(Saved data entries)

------------------------------------------------------------

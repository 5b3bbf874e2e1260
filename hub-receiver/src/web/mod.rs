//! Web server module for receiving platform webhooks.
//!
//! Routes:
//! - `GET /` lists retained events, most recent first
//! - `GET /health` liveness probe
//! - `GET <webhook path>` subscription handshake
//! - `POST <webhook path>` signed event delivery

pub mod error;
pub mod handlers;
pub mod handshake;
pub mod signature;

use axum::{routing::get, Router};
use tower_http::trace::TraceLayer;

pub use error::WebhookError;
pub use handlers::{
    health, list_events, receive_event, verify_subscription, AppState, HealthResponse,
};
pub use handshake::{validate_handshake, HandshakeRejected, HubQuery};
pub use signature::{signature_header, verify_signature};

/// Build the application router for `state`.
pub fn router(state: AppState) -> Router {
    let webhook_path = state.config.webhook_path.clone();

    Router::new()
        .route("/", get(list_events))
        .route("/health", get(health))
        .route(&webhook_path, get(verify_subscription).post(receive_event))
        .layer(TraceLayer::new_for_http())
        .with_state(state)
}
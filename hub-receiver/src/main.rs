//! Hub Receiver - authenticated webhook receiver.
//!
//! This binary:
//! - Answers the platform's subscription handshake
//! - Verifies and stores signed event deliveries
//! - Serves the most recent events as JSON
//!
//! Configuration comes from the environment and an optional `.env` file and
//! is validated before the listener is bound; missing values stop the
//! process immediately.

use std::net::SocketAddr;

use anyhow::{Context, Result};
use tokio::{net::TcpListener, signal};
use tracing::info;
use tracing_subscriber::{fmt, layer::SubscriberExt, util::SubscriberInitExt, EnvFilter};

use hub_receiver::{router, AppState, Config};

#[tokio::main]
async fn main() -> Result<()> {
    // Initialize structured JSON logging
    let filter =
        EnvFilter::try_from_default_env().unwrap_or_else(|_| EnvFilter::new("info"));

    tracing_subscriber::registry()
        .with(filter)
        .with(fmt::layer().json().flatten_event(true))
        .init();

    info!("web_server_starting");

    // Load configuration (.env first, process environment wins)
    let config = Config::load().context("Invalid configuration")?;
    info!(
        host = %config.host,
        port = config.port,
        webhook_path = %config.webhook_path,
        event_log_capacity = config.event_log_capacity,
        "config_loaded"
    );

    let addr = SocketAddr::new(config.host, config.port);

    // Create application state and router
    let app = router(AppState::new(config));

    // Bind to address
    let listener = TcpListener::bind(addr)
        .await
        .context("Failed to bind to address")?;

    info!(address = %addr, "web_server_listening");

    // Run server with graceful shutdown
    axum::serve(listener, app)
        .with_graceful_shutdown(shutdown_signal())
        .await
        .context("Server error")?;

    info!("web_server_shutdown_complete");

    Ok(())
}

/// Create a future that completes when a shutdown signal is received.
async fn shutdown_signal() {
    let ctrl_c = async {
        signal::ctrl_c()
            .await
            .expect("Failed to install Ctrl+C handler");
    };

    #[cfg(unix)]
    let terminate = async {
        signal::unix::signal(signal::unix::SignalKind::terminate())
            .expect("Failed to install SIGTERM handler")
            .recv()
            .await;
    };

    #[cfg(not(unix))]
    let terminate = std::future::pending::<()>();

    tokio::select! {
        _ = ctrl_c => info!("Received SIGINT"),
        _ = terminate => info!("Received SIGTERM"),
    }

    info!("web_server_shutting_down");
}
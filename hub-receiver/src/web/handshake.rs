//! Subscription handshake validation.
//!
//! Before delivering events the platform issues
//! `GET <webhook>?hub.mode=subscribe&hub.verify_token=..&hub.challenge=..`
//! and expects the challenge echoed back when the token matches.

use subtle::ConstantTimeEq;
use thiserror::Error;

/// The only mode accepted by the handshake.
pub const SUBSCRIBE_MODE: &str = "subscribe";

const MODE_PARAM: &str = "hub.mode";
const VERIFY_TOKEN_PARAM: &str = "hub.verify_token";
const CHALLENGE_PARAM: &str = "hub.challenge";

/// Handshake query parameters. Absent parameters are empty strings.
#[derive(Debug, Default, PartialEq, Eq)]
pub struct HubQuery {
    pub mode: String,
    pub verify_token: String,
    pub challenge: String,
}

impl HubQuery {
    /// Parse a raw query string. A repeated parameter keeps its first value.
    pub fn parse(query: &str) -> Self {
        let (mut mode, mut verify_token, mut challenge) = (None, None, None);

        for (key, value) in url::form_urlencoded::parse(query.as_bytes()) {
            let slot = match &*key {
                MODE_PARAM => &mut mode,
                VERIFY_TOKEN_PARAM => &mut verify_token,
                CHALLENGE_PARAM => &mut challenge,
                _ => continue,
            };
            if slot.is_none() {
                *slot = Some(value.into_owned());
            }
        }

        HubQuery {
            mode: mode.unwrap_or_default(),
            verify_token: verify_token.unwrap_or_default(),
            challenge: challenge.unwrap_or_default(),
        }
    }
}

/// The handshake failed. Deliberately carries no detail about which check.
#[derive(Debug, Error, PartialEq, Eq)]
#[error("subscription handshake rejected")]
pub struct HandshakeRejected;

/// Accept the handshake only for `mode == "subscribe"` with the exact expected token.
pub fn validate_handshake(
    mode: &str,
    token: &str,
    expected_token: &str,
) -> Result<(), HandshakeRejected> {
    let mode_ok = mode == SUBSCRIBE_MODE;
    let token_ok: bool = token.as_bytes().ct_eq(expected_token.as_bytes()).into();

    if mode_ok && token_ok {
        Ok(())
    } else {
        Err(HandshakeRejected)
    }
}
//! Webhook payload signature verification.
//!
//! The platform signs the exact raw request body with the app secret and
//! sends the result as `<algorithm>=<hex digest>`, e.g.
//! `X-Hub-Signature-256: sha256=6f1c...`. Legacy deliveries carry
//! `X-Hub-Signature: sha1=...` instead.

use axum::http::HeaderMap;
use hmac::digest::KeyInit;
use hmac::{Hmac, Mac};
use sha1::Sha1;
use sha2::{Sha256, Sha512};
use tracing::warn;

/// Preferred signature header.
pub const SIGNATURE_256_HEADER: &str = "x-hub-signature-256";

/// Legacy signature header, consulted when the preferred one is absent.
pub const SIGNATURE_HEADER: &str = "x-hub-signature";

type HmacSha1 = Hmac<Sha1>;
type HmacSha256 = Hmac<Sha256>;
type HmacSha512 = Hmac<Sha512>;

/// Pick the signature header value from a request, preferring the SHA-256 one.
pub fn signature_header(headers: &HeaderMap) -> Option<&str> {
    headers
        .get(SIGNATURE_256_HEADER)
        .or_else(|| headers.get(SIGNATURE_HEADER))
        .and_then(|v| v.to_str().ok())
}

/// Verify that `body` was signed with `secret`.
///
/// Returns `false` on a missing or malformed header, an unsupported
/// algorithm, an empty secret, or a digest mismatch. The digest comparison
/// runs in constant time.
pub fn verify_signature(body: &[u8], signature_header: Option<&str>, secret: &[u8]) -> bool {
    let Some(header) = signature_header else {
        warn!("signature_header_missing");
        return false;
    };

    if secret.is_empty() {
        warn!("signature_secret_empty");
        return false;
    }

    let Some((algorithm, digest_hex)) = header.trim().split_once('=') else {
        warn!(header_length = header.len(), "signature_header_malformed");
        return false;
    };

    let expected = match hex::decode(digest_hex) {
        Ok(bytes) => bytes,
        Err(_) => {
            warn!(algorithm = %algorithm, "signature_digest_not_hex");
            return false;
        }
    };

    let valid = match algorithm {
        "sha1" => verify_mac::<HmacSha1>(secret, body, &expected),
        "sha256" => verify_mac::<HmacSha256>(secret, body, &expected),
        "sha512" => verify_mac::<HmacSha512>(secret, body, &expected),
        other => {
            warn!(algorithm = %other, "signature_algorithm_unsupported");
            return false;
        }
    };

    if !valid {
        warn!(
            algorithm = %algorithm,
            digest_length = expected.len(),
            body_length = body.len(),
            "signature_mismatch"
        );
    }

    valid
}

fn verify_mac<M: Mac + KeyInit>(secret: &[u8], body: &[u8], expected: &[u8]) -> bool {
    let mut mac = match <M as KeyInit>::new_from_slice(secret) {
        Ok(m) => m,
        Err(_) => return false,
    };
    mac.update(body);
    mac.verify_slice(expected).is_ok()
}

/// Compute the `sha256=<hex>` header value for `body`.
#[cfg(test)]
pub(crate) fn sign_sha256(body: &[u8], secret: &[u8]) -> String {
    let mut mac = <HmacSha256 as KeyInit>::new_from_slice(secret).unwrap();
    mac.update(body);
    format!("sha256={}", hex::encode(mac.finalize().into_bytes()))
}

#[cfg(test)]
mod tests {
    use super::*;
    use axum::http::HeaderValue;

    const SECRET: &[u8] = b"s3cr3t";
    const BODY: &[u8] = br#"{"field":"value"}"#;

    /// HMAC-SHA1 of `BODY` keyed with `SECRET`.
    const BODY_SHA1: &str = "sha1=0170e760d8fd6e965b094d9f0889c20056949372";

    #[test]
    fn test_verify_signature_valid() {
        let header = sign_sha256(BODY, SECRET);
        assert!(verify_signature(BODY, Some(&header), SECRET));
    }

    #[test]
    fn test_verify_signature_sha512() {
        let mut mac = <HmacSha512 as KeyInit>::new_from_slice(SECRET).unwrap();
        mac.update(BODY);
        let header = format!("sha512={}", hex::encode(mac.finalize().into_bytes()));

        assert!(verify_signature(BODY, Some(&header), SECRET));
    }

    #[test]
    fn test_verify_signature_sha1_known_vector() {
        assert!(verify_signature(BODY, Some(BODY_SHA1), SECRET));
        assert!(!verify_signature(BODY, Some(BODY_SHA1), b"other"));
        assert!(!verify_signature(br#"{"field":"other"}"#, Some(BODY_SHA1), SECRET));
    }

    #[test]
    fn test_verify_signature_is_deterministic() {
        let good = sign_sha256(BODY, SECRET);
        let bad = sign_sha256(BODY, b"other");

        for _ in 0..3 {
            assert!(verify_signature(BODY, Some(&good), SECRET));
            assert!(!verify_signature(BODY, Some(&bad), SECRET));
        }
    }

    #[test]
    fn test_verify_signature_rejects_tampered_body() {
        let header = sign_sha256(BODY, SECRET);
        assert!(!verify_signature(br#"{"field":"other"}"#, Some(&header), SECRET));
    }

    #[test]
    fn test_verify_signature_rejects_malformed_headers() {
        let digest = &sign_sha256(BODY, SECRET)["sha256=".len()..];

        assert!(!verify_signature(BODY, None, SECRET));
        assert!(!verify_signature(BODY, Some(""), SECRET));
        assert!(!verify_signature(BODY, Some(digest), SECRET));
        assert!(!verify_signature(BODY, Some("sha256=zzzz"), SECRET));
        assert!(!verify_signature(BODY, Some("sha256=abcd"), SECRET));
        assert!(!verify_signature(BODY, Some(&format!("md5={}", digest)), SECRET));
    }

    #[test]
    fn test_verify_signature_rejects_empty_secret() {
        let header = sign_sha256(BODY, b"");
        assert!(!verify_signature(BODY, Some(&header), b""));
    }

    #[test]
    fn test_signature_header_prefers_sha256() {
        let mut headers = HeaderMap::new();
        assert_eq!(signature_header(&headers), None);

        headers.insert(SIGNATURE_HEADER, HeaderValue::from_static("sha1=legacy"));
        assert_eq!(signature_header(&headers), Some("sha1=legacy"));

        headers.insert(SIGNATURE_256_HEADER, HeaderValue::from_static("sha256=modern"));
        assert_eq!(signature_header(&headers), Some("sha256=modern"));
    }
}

------------------------------------------------------------

*Work request*
Extract the lines above, from the first one through the one containing "use tower_http::trace::TraceLayer;", and return only those, unchanged.

*Task solution*
repository 5b3bbf874e2e1260
filename hub-receiver/src/web/mod.rs
//! Web server module for receiving platform webhooks.
//!
//! Routes:
//! - `GET /` lists retained events, most recent first
//! - `GET /health` liveness probe
//! - `GET <webhook path>` subscription handshake
//! - `POST <webhook path>` signed event delivery

pub mod error;
pub mod handlers;
pub mod handshake;
pub mod signature;

use axum::{routing::get, Router};
use tower_http::trace::TraceLayer;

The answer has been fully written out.